The word lazy haunts me. 

The problem is that my brain says it to me over and over again.

Negative Self talk has always been a difficulty of mine. I’ve read the books that are supposed to help me. I’ve worked with wonderful therapists who have tried to help me see and improve where it is happening. Not only that, but I’ve had friends unprompted tell me that there is no way that I am lazy and literally have urged me to not put it in my writing because it isn’t true. 

How do you get rid of an internal voice that won’t seem to go away? This is the current issue that I am working through. And, I have to be honest, this middle is feeling very messy and uncomfortable.

Trolls playing to type

In my journey to making the Mddl more visible, I’ve been posting to social media about it. I’ve always been a pretty closed off person with my own social media, completely locking it down to just friends and family when I had my kids, so I could share them and respect their privacy. This dipping my toe outside that bubble has been both fun and terrifying. I had my first trolls, and guess what they commented on, my video about lazy.

One of them tried to tell me that my current health problems were not one excuse for me to let it run my life and if I let it get into my day-to-day life then I was lazy. I pushed back and after a few exchanges, he then tried to give me basic medical advice, even though I had stressed that I was already actively working with doctors. Like he was going to give me the magical tip to drink more water. The other one just said, “Ur lazy,” which genuinely made me laugh very hard. Because judging me for being lazy while not being willing to type you’re, was just gold.

Just reading it again now I am giggling to myself.

I say this to not feed the trolls or make you feel bad for me, but to point out – these are also the voices in my head! One over rationalizing and trying to make me feel bad with the basics of information, and the other just spouting insults because I am an easy target.

What is Lazy?

Here is an unhelpful definition

I’ve begun to wonder what it means to be lazy because I think the different standards for laziness are just astronomical. If I deem something not worth the time it takes for the outcome, is that lazy or being strategic? If I value something less than someone else and don’t put the effort in, am I lazy?

For me, not doing something that I know I “should” do is lazy. It is also where things start to get dicey because, “should” is another bad word for me. It is also quite nebulous. Who gets to determine what I should do? What makes it the right thing? Is it a moral imperative, societal imperative, one for my and other’s health and well-being? Decoding these shoulds and then figuring out what is valid or not is hard work, but something that I am truly trying to do.

Extenuating circumstances and additional factors outside the “should” need to be factored in as well. I am currently battling my body to just function right now. I physically can’t do some things because my fatigue is so great, or because I will actually pass out. Does that make it more valid than in the past when I had anxiety or depression that made it so hard for me to do a task? I don’t think so, but I have a feeling there are quite a few people out there that would think so.

I can only imagine what some of you who are reading this are thinking, especially family members who I know don’t go through the same struggles I do.
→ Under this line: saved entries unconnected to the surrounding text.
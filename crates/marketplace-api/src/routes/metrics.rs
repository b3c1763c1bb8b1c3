//! Prometheus metrics endpoint

use axum::{Router, extract::State, response::IntoResponse, routing::get};
use std::sync::Arc;

use crate::state::MetricsHandle;

/// Create metrics routes with the Prometheus handle
pub fn routes(handle: Arc<MetricsHandle>) -> Router {
    Router::new()
        .route("/metrics", get(get_metrics))
        .with_state(handle)
}

/// GET /metrics - Prometheus text format, served outside the JSON envelope
async fn get_metrics(State(handle): State<Arc<MetricsHandle>>) -> impl IntoResponse {
    handle.render()
}
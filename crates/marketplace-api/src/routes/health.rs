//! Health check endpoints

use axum::{Router, routing::get};
use serde::Serialize;

use crate::response::ApiResponse;
use crate::state::AppState;

/// Health status response
#[derive(Serialize)]
pub struct HealthResponse {
    pub status: String,
    pub version: String,
}

/// Readiness handler
async fn health() -> ApiResponse<HealthResponse> {
    metrics::counter!("marketplace_health_checks_total").increment(1);

    ApiResponse::ok(
        "Service is ready",
        HealthResponse {
            status: "healthy".to_string(),
            version: env!("CARGO_PKG_VERSION").to_string(),
        },
    )
}

/// Create health routes
pub fn routes() -> Router<AppState> {
    Router::new()
        .route("/", get(health))
        .route("/health", get(health))
}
You see, my family is full of phenomenal doers who make things happen. This kind of waffling about what should or shouldn’t be done is ridiculous and not productive.
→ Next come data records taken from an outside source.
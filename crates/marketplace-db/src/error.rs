//! Database error types

use thiserror::Error;

#[derive(Error, Debug)]
pub enum DbError {
    #[error("Database connection error: {0}")]
    Connection(#[from] sqlx::Error),

    #[error("Record not found: {0}")]
    NotFound(String),

    #[error("Duplicate entry: {0}")]
    Duplicate(String),

    #[error("Invalid input: {0}")]
    InvalidInput(String),

    #[error("Not owned by caller: {0}")]
    Forbidden(String),

    #[error("Conflicting state: {0}")]
    Conflict(String),
}

impl DbError {
    /// Map an insert failure, turning unique-constraint violations into `Duplicate`
    pub(crate) fn on_insert(err: sqlx::Error, what: impl FnOnce() -> String) -> Self {
        match &err {
            sqlx::Error::Database(db_err) if db_err.is_unique_violation() => {
                DbError::Duplicate(what())
            }
            _ => DbError::Connection(err),
        }
    }
}
//! Cart operations

use chrono::Utc;

use crate::error::DbError;
use crate::models::{CartItem, MAX_CART_QUANTITY};
use crate::repository::Database;

fn check_quantity(quantity: i64) -> Result<(), DbError> {
    if quantity < 1 {
        return Err(DbError::InvalidInput("Quantity must be at least 1".to_string()));
    }
    if quantity > MAX_CART_QUANTITY {
        return Err(DbError::InvalidInput(format!(
            "Quantity must not exceed {}",
            MAX_CART_QUANTITY
        )));
    }
    Ok(())
}

const CART_SELECT: &str = r#"
    SELECT c.id, c.user_id, c.product_id, p.name AS product_name, p.price AS unit_price,
           c.quantity, c.created_at, c.updated_at
    FROM cart_items c
    JOIN products p ON p.id = c.product_id
"#;

impl Database {
    // ==================== Cart Operations ====================

    /// Add `quantity` of a product to a buyer's cart, merging with an
    /// existing line for the same product. A merge that would push the line
    /// past [`MAX_CART_QUANTITY`] leaves it unchanged and fails.
    pub async fn upsert_cart_item(
        &self,
        user_id: i64,
        product_id: i64,
        quantity: i64,
    ) -> Result<CartItem, DbError> {
        check_quantity(quantity)?;
        if self.get_product_by_id(product_id).await?.is_none() {
            return Err(DbError::NotFound(format!("Product {}", product_id)));
        }

        let now = Utc::now().to_rfc3339();
        let result = sqlx::query(
            r#"
            INSERT INTO cart_items (user_id, product_id, quantity, created_at, updated_at)
            VALUES (?, ?, ?, ?, ?)
            ON CONFLICT(user_id, product_id) DO UPDATE SET
                quantity = quantity + excluded.quantity,
                updated_at = excluded.updated_at
            WHERE cart_items.quantity <= ? - excluded.quantity
            "#,
        )
        .bind(user_id)
        .bind(product_id)
        .bind(quantity)
        .bind(&now)
        .bind(&now)
        .bind(MAX_CART_QUANTITY)
        .execute(&self.pool)
        .await?;

        if result.rows_affected() == 0 {
            return Err(DbError::InvalidInput(format!(
                "Cart quantity for product {} would exceed {}",
                product_id, MAX_CART_QUANTITY
            )));
        }

        self.get_cart_item(user_id, product_id)
            .await?
            .ok_or_else(|| DbError::NotFound(format!("Product {}", product_id)))
    }

    /// Replace the quantity of an existing cart line
    pub async fn update_cart_quantity(
        &self,
        user_id: i64,
        product_id: i64,
        quantity: i64,
    ) -> Result<CartItem, DbError> {
        check_quantity(quantity)?;

        let result = sqlx::query(
            r#"
            UPDATE cart_items
            SET quantity = ?, updated_at = ?
            WHERE user_id = ? AND product_id = ?
            "#,
        )
        .bind(quantity)
        .bind(Utc::now().to_rfc3339())
        .bind(user_id)
        .bind(product_id)
        .execute(&self.pool)
        .await?;

        if result.rows_affected() == 0 {
            return Err(DbError::NotFound(format!("Cart item for product {}", product_id)));
        }

        self.get_cart_item(user_id, product_id)
            .await?
            .ok_or_else(|| DbError::NotFound(format!("Cart item for product {}", product_id)))
    }

    /// Remove a product from a buyer's cart
    pub async fn delete_cart_item(&self, user_id: i64, product_id: i64) -> Result<(), DbError> {
        let result = sqlx::query("DELETE FROM cart_items WHERE user_id = ? AND product_id = ?")
            .bind(user_id)
            .bind(product_id)
            .execute(&self.pool)
            .await?;

        if result.rows_affected() == 0 {
            return Err(DbError::NotFound(format!("Cart item for product {}", product_id)));
        }
        Ok(())
    }

    /// Get a single cart line
    pub async fn get_cart_item(
        &self,
        user_id: i64,
        product_id: i64,
    ) -> Result<Option<CartItem>, DbError> {
        let sql = format!("{CART_SELECT} WHERE c.user_id = ? AND c.product_id = ?");
        let result = sqlx::query(&sql)
            .bind(user_id)
            .bind(product_id)
            .fetch_optional(&self.pool)
            .await?;

        result.map(|row| CartItem::try_from(&row).map_err(DbError::from)).transpose()
    }

    /// List a buyer's cart in the order lines were added
    pub async fn get_cart(&self, user_id: i64) -> Result<Vec<CartItem>, DbError> {
        let sql = format!("{CART_SELECT} WHERE c.user_id = ? ORDER BY c.id");
        let rows = sqlx::query(&sql).bind(user_id).fetch_all(&self.pool).await?;

        rows.iter()
            .map(|row| CartItem::try_from(row).map_err(DbError::from))
            .collect()
    }
}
Friends, I did it again. That was me rationalizing and beating myself up but being sneaky about it disguised as what my family members may think. My brain is so sneaky!

So what?

My guess is that if you’re sitting there telling yourself that you are lazy, you probably aren’t.

When I worked in academic advising for college students, generally those students who worried about being successful in their classes and later in life, weren’t the ones who worried me. They were aware of their surroundings and knew that their actions and choices were making a difference. Even if they did make a mistake, they could see it and bounce back.

It was those who were completely nonchalant that worried me. They seemed to just think things would happen for them magically and then were surprised when they were on academic probation (PSA – Ds do not get degrees, too many get you on academic probation).

Not that worry always equal results (if so, I would be the richest woman in the world right now), but awareness enables action.

So stop calling yourself lazy. You’re allowed to figure out your shoulds and do what you can with what you have. Other people’s opinions on that are their problem, not yours.

(That last sentence is for me and one that I will try to repeat over and over again).